Iran’s Only Woman Olympic Winner Who Fled To Germany Wants To Compete As A Refugee At The Tokyo Olympics
Iran’s only female Olympic medalist Kimia Alizadeh, who defected from Iran, will under white flag for the Tokyo Olympics.
Kimia Alizadeh, Iran’s only woman Olympic medal winner, has been granted refugee status in Germany and will compete in the European qualification tournament as a taekwondo player for the Olympic Refugee Team for the Tokyo Olympics.
Alizadeh won a bronze medal in taekwondo at the Rio 2016 Olympics at the age of 18 and fled to Germany in Jan. 2020. She had several offers to compete for the Netherlands, Canada, Belgium and Bulgaria, according to Reuters.
Alizadeh said she chose to defect from Iran because she was sick of the the government using her achievement as “a propaganda tool.”

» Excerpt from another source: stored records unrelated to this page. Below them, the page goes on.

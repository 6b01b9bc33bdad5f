//! Deficiencies in request headers
//!
//! Each faulty header value is merged into an otherwise conformant header
//! set. Key-missing categories treat the header set as one object whose
//! properties are the header parameters.

use rand::Rng;
use serde_json::Value;

use super::{Deficiency, DeficiencyKind, DeficientGenerator, Target};
use crate::path::JsonPath;
use crate::report::ErrorDetails;
use crate::schema::Parameter;

impl<'a> DeficientGenerator<'a> {
    /// Generate every header deficiency of one category.
    ///
    /// Values are complete header maps tagged with [`Target::Headers`] and
    /// the name of the header under test.
    pub fn generate_headers<R: Rng + ?Sized>(
        &self,
        kind: DeficiencyKind,
        parameters: &[Parameter],
        path: &JsonPath,
        rng: &mut R,
    ) -> Vec<Deficiency> {
        match kind {
            DeficiencyKind::OptionalKeyMissing | DeficiencyKind::RequiredKeyMissing => {
                let schema = Parameter::headers_schema(parameters);
                self.walk(kind, &schema, path, rng)
                    .into_iter()
                    .map(|deficiency| {
                        let header = missing_key(&deficiency);
                        tag(deficiency, header)
                    })
                    .collect()
            }
            _ => self.header_values(kind, parameters, path, rng),
        }
    }

    /// Generate the header deficiencies of every category
    pub fn generate_all_headers<R: Rng + ?Sized>(
        &self,
        parameters: &[Parameter],
        path: &JsonPath,
        rng: &mut R,
    ) -> Vec<Deficiency> {
        DeficiencyKind::ALL
            .iter()
            .flat_map(|kind| self.generate_headers(*kind, parameters, path, rng))
            .collect()
    }

    fn header_values<R: Rng + ?Sized>(
        &self,
        kind: DeficiencyKind,
        parameters: &[Parameter],
        path: &JsonPath,
        rng: &mut R,
    ) -> Vec<Deficiency> {
        let mut found = Vec::new();
        for parameter in parameters.iter().filter(|p| p.is_header()) {
            let Some(schema) = &parameter.schema else {
                continue;
            };
            for deficiency in self.walk(kind, schema, &path.key(&parameter.name), rng) {
                let mut headers = self.conformant.generate_headers(parameters, path, rng);
                headers.insert(parameter.name.clone(), deficiency.value.clone());
                let deficiency = Deficiency {
                    value: Value::Object(headers),
                    ..deficiency
                };
                found.push(tag(deficiency, Some(parameter.name.clone())));
            }
        }
        found
    }
}

fn missing_key(deficiency: &Deficiency) -> Option<String> {
    match &deficiency.details {
        ErrorDetails::MissingKey { key } => Some(key.clone()),
        _ => None,
    }
}

fn tag(mut deficiency: Deficiency, header: Option<String>) -> Deficiency {
    deficiency.target = Target::Headers;
    deficiency.header = header;
    deficiency
}

#[cfg(test)]
mod tests {
    use super::*;
    use crate::schema::{ParameterLocation, Schema, SchemaType};
    use crate::validator::Validator;
    use rand::rngs::StdRng;
    use rand::SeedableRng;

    fn parameters() -> Vec<Parameter> {
        vec![
            Parameter::new("X-Api-Version", ParameterLocation::Header)
                .set_required(true)
                .with_schema(Schema::of_type(SchemaType::Integer).with_range(Some(1.0), Some(3.0))),
            Parameter::new("X-Locale", ParameterLocation::Header)
                .with_schema(Schema::of_type(SchemaType::String).with_length(Some(2), Some(5))),
            Parameter::new("page", ParameterLocation::Query)
                .with_schema(Schema::of_type(SchemaType::Integer).with_range(Some(1.0), None)),
        ]
    }

    #[test]
    fn test_value_faults_keep_other_headers_conformant() {
        let mut rng = StdRng::seed_from_u64(42);
        let found = DeficientGenerator::default().generate_headers(
            DeficiencyKind::NumberRange,
            &parameters(),
            &JsonPath::root(),
            &mut rng,
        );
        assert_eq!(found.len(), 2);
        for deficiency in &found {
            assert_eq!(deficiency.target, Target::Headers);
            assert_eq!(deficiency.header.as_deref(), Some("X-Api-Version"));
            assert_eq!(deficiency.path.as_str(), "$.X-Api-Version");
            let headers = deficiency.value.as_object().unwrap();
            assert_eq!(headers.len(), 2);
            assert!(!headers.contains_key("page"));
        }
    }

    #[test]
    fn test_missing_headers() {
        let mut rng = StdRng::seed_from_u64(42);
        let generator = DeficientGenerator::default();
        let required = generator.generate_headers(
            DeficiencyKind::RequiredKeyMissing,
            &parameters(),
            &JsonPath::root(),
            &mut rng,
        );
        assert_eq!(required.len(), 1);
        assert_eq!(required[0].header.as_deref(), Some("X-Api-Version"));
        assert!(required[0].value.get("X-Api-Version").is_none());

        let optional = generator.generate_headers(
            DeficiencyKind::OptionalKeyMissing,
            &parameters(),
            &JsonPath::root(),
            &mut rng,
        );
        assert_eq!(optional.len(), 1);
        assert_eq!(optional[0].header.as_deref(), Some("X-Locale"));
    }

    #[test]
    fn test_header_faults_validate_against_the_header_set() {
        let mut rng = StdRng::seed_from_u64(8);
        let parameters = parameters();
        let schema = Parameter::headers_schema(&parameters);
        let validator = Validator::default();

        let found = DeficientGenerator::default().generate_all_headers(
            &parameters,
            &JsonPath::root(),
            &mut rng,
        );
        assert!(!found.is_empty());
        for deficiency in &found {
            let errors = validator.validate_value(&deficiency.value, &schema, &JsonPath::root());
            match deficiency.expected_error() {
                Some(kind) => {
                    assert_eq!(errors.len(), 1, "{:?}", deficiency);
                    assert_eq!(errors[0].kind, kind);
                }
                None => assert!(errors.is_empty()),
            }
        }
    }
}
//! Output formatting for the adherence CLI
//!
//! JSON and YAML for machines, colored tables for people.

use clap::ValueEnum;
use colored::Colorize;
use oas_adherence_core::ErrorRecord;
use serde::{Deserialize, Serialize};
use std::io::{self, Write};

use crate::error::{AppError, Result};
use crate::runner::{CaseOutcome, RunSummary};
use crate::suite::{EndpointSuite, Expectation, TestCase};

/// Output format options for CLI results
#[derive(Copy, Clone, PartialEq, Eq, PartialOrd, Ord, ValueEnum, Debug, Default)]
pub enum OutputFormat {
    /// Human-readable table format with colors
    #[default]
    Table,
    /// JSON format for machine processing
    Json,
    /// YAML format
    Yaml,
}

/// Something the CLI can print in every [`OutputFormat`]
pub trait Render: Serialize {
    /// Write the table form
    fn render_table(&self, out: &mut dyn Write) -> Result<()>;

    /// Print to stdout in the given format
    fn render(&self, format: OutputFormat) -> Result<()> {
        let mut stdout = io::stdout();
        self.render_to(format, &mut stdout)?;
        stdout.flush().ok();
        Ok(())
    }

    /// Write in the given format
    fn render_to(&self, format: OutputFormat, out: &mut dyn Write) -> Result<()> {
        match format {
            OutputFormat::Json => {
                let json = serde_json::to_string_pretty(self)
                    .map_err(|e| AppError::SerializationError(e.to_string()))?;
                writeln!(out, "{}", json).ok();
                Ok(())
            }
            OutputFormat::Yaml => {
                let yaml = serde_yaml::to_string(self)
                    .map_err(|e| AppError::SerializationError(e.to_string()))?;
                writeln!(out, "{}", yaml).ok();
                Ok(())
            }
            OutputFormat::Table => self.render_table(out),
        }
    }
}

/// Generated suites, printed by `generate`
#[derive(Debug, Clone, Serialize)]
pub struct SuiteOutput<'a> {
    pub seed: Option<u64>,
    pub suites: &'a [EndpointSuite],
}

impl<'a> SuiteOutput<'a> {
    pub fn new(suites: &'a [EndpointSuite], seed: Option<u64>) -> Self {
        Self { seed, suites }
    }
}

impl Render for SuiteOutput<'_> {
    fn render_table(&self, out: &mut dyn Write) -> Result<()> {
        writeln!(out).ok();
        writeln!(out, "{}", "Generated Test Suites".cyan().bold()).ok();
        writeln!(out, "{}", "=".repeat(60)).ok();

        for suite in self.suites {
            writeln!(out).ok();
            writeln!(
                out,
                "{} {}",
                suite.endpoint.name().bold(),
                format!("({} cases, {} deficient)", suite.cases.len(), suite.deficient_count()).dimmed()
            )
            .ok();
            writeln!(out, "{}", "-".repeat(60)).ok();
            for case in &suite.cases {
                case_row(out, case);
            }
        }

        if let Some(seed) = self.seed {
            writeln!(out).ok();
            writeln!(out, "Seed: {}", seed.to_string().dimmed()).ok();
        }
        Ok(())
    }
}

fn case_row(out: &mut dyn Write, case: &TestCase) {
    let expectation = match case.expectation {
        Expectation::Success => "2xx".green(),
        Expectation::Rejection => "4xx".yellow(),
    };
    writeln!(out, "  [{}] {}", expectation, case.name).ok();
    if let Some(body) = &case.body {
        writeln!(out, "      {} {}", "body:".dimmed(), body).ok();
    }
    if !case.headers.is_empty() {
        writeln!(
            out,
            "      {} {}",
            "headers:".dimmed(),
            serde_json::Value::Object(case.headers.clone())
        )
        .ok();
    }
}

impl Render for RunSummary {
    fn render_table(&self, out: &mut dyn Write) -> Result<()> {
        writeln!(out).ok();
        writeln!(out, "{}", "Adherence Results".cyan().bold()).ok();
        writeln!(out, "{}", "=".repeat(60)).ok();
        writeln!(out).ok();

        for (endpoint, tally) in &self.endpoints {
            let icon = if tally.failed == 0 { "+".green() } else { "x".red() };
            writeln!(
                out,
                "{} {:<40} {} passed, {} failed",
                icon,
                endpoint,
                tally.passed.to_string().green(),
                tally.failed.to_string().red()
            )
            .ok();
        }

        let failures: Vec<&CaseOutcome> = self.failures().collect();
        if !failures.is_empty() {
            writeln!(out).ok();
            writeln!(out, "{}", "Failures:".cyan().bold()).ok();
            writeln!(out, "{}", "-".repeat(60)).ok();
            for outcome in failures {
                failure_row(out, outcome);
            }
        }

        writeln!(out).ok();
        let summary = format!(
            "{} of {} cases passed",
            self.passed,
            self.total()
        );
        if self.is_success() {
            writeln!(out, "{} {}", "+".green(), summary).ok();
        } else {
            writeln!(out, "{} {}", "x".red(), summary).ok();
        }
        let elapsed = self.finished_at - self.started_at;
        writeln!(
            out,
            "Run {} completed in {} ms",
            self.run_id.to_string().dimmed(),
            elapsed.num_milliseconds().to_string().dimmed()
        )
        .ok();
        Ok(())
    }
}

fn failure_row(out: &mut dyn Write, outcome: &CaseOutcome) {
    writeln!(out).ok();
    writeln!(
        out,
        "{} {} {}",
        "x".red(),
        outcome.endpoint.bold(),
        outcome.case
    )
    .ok();
    if let Some(failure) = &outcome.failure {
        writeln!(out, "  {} {}", "Reason:".dimmed(), failure).ok();
    }
    if outcome.attempts > 1 {
        writeln!(out, "  {} {}", "Attempts:".dimmed(), outcome.attempts).ok();
    }
    for error in &outcome.errors {
        error_row(out, error);
    }
}

fn error_row(out: &mut dyn Write, error: &ErrorRecord) {
    writeln!(
        out,
        "  {} [{}] {} {}",
        "-".red(),
        error.kind.as_str().dimmed(),
        error.path.as_str().cyan(),
        error.message
    )
    .ok();
}

/// Validation errors of a single value, printed by `validate`
#[derive(Debug, Clone, Serialize, Deserialize)]
pub struct ValidationReport {
    pub valid: bool,
    pub error_count: usize,
    pub errors: Vec<ErrorRecord>,
}

impl ValidationReport {
    pub fn from_errors(errors: Vec<ErrorRecord>) -> Self {
        Self {
            valid: errors.is_empty(),
            error_count: errors.len(),
            errors,
        }
    }
}

impl Render for ValidationReport {
    fn render_table(&self, out: &mut dyn Write) -> Result<()> {
        writeln!(out).ok();
        writeln!(out, "{}", "Validation Results".cyan().bold()).ok();
        writeln!(out, "{}", "=".repeat(60)).ok();
        writeln!(out).ok();

        if self.valid {
            writeln!(out, "{} Value conforms to the schema", "+".green()).ok();
            return Ok(());
        }

        writeln!(out, "{} {} error(s)", "x".red(), self.error_count).ok();
        for error in &self.errors {
            error_row(out, error);
        }
        Ok(())
    }
}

“I am one of the millions of oppressed women in Iran whom they’ve been playing for years,” she wrote on her social media at the time.
“I wore whatever they told me and repeated whatever they ordered. Every sentence they ordered I repeated,” she said. “None of us matter for them, we are just tools.”
“Taekwondo changed my life,” she told Reuters, “When I got a medal, I was the first athlete in Iran and, after that, all the people knew me and … that was hard.”
She has since become Germany’s third refugee athlete after the German Taekwondo Union’s president had contacted the interior minister over her refugee status last summer.
Currently, the 22-year-old lives in the Bavarian town of Aschaffenburg and has been training with her husband for the European qualification tournament, which is to take place in the Bulgarian capital Sofia from May 7 to 9.
She is aiming to join the Olympic Refugee Team, whose members will be picked in June.
“Now, everything is okay. The important thing is that I can have my personal life and my sports life together,” Alizadeh said, according to Reuters.